• Aim of the exercise: Retrieve all lines below that have the string "belong".

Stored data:
+ + +
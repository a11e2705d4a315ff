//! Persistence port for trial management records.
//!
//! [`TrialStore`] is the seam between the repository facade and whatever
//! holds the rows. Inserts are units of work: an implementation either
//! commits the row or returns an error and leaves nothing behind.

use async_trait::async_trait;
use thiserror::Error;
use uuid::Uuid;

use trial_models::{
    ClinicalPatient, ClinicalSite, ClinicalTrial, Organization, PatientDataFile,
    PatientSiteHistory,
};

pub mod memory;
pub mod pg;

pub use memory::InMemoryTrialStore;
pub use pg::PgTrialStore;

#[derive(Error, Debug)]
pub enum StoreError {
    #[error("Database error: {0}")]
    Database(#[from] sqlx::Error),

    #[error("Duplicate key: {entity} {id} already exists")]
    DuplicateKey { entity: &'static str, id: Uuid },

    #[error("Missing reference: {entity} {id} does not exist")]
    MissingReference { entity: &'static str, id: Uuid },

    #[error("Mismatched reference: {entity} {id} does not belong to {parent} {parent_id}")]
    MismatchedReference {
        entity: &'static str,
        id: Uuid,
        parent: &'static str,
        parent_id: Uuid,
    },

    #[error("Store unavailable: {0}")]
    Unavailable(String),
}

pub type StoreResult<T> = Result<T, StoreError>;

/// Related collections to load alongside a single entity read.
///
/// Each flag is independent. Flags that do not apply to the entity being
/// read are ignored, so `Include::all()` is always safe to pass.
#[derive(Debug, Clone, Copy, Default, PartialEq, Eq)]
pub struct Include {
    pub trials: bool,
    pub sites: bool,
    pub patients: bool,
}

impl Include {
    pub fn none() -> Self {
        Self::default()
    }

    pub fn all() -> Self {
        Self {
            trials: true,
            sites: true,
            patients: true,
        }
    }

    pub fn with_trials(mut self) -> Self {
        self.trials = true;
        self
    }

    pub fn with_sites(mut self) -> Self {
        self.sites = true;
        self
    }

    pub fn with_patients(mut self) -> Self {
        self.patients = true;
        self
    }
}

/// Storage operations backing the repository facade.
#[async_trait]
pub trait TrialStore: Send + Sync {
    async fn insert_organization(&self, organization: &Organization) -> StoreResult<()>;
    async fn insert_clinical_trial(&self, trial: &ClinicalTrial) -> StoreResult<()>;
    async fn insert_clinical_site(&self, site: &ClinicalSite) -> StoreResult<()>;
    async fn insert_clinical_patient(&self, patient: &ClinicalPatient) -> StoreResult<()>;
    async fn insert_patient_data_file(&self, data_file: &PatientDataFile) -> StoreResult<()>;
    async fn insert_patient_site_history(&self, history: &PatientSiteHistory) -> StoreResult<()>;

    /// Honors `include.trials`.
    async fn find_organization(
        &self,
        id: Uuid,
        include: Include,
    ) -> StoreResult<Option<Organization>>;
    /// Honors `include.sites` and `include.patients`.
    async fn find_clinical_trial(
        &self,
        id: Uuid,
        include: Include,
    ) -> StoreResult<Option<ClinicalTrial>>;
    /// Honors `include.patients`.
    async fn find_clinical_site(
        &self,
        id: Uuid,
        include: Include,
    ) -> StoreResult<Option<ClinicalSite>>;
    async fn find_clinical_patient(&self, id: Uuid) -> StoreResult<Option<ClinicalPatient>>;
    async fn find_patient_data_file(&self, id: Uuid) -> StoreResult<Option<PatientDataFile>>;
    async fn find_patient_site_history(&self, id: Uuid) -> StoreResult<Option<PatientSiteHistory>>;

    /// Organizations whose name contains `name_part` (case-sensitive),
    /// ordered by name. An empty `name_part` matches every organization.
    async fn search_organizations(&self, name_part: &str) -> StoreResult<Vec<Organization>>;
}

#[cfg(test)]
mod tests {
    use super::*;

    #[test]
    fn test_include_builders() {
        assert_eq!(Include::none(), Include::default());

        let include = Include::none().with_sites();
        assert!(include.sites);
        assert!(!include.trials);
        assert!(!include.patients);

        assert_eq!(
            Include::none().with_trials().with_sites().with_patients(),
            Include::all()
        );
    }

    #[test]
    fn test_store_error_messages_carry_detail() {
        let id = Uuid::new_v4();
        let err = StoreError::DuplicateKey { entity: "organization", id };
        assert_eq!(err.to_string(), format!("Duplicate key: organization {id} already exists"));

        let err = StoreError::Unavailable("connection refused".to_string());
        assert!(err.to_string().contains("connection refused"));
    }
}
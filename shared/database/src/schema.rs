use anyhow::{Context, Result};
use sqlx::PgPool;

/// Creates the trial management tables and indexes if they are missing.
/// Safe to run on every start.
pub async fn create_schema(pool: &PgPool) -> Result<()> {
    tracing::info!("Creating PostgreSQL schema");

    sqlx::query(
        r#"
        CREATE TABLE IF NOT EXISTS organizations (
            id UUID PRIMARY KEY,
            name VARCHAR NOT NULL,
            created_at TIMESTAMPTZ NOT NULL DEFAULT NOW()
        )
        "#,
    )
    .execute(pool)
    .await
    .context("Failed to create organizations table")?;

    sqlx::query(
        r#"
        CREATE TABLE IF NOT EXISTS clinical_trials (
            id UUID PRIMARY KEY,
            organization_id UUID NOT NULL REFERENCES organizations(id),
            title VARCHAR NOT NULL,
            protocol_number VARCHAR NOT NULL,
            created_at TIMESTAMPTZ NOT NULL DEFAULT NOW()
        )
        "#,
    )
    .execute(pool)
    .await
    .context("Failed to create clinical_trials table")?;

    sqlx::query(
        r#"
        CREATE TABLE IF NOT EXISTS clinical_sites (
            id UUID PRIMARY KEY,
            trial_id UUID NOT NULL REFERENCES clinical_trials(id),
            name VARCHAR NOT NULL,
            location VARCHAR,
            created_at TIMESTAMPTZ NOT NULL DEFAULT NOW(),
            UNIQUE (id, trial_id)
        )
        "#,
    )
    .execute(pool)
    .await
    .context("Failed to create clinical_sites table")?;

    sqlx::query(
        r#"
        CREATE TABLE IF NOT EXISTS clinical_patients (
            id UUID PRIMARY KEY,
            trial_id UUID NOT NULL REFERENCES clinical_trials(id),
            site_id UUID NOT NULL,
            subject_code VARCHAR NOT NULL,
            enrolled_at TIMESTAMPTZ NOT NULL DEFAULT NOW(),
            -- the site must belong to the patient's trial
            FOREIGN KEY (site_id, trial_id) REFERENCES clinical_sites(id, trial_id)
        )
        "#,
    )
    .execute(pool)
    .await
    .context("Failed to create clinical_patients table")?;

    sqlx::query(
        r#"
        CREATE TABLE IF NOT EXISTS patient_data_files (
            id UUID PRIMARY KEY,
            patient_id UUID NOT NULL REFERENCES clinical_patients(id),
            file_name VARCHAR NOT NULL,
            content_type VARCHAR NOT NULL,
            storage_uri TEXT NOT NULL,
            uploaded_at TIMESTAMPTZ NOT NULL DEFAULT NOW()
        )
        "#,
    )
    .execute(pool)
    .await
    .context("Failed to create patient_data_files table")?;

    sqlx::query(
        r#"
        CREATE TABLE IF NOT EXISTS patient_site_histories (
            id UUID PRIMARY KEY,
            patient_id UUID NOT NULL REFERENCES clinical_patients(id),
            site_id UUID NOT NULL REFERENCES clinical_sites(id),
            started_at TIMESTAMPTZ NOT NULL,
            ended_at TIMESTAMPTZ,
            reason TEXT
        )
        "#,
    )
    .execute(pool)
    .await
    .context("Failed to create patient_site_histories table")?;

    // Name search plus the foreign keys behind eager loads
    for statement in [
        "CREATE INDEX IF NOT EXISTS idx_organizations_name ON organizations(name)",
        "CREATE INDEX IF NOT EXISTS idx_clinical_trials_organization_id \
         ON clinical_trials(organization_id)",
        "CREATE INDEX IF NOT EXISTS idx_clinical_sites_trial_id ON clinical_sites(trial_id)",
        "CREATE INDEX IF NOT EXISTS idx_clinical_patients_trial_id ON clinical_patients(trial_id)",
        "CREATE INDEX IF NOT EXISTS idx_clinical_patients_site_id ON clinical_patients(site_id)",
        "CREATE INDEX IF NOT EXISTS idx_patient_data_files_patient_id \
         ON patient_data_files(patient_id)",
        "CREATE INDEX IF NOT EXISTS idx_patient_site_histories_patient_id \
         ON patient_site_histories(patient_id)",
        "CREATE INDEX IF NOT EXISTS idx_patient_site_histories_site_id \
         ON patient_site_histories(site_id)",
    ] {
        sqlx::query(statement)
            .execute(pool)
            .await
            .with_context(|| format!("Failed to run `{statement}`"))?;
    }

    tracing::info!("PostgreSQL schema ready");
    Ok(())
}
+ + +
• The answer:
    #[error("Mismatched reference: {entity} {id} does not belong to {parent} {parent_id}")]
            -- the site must belong to the patient's trial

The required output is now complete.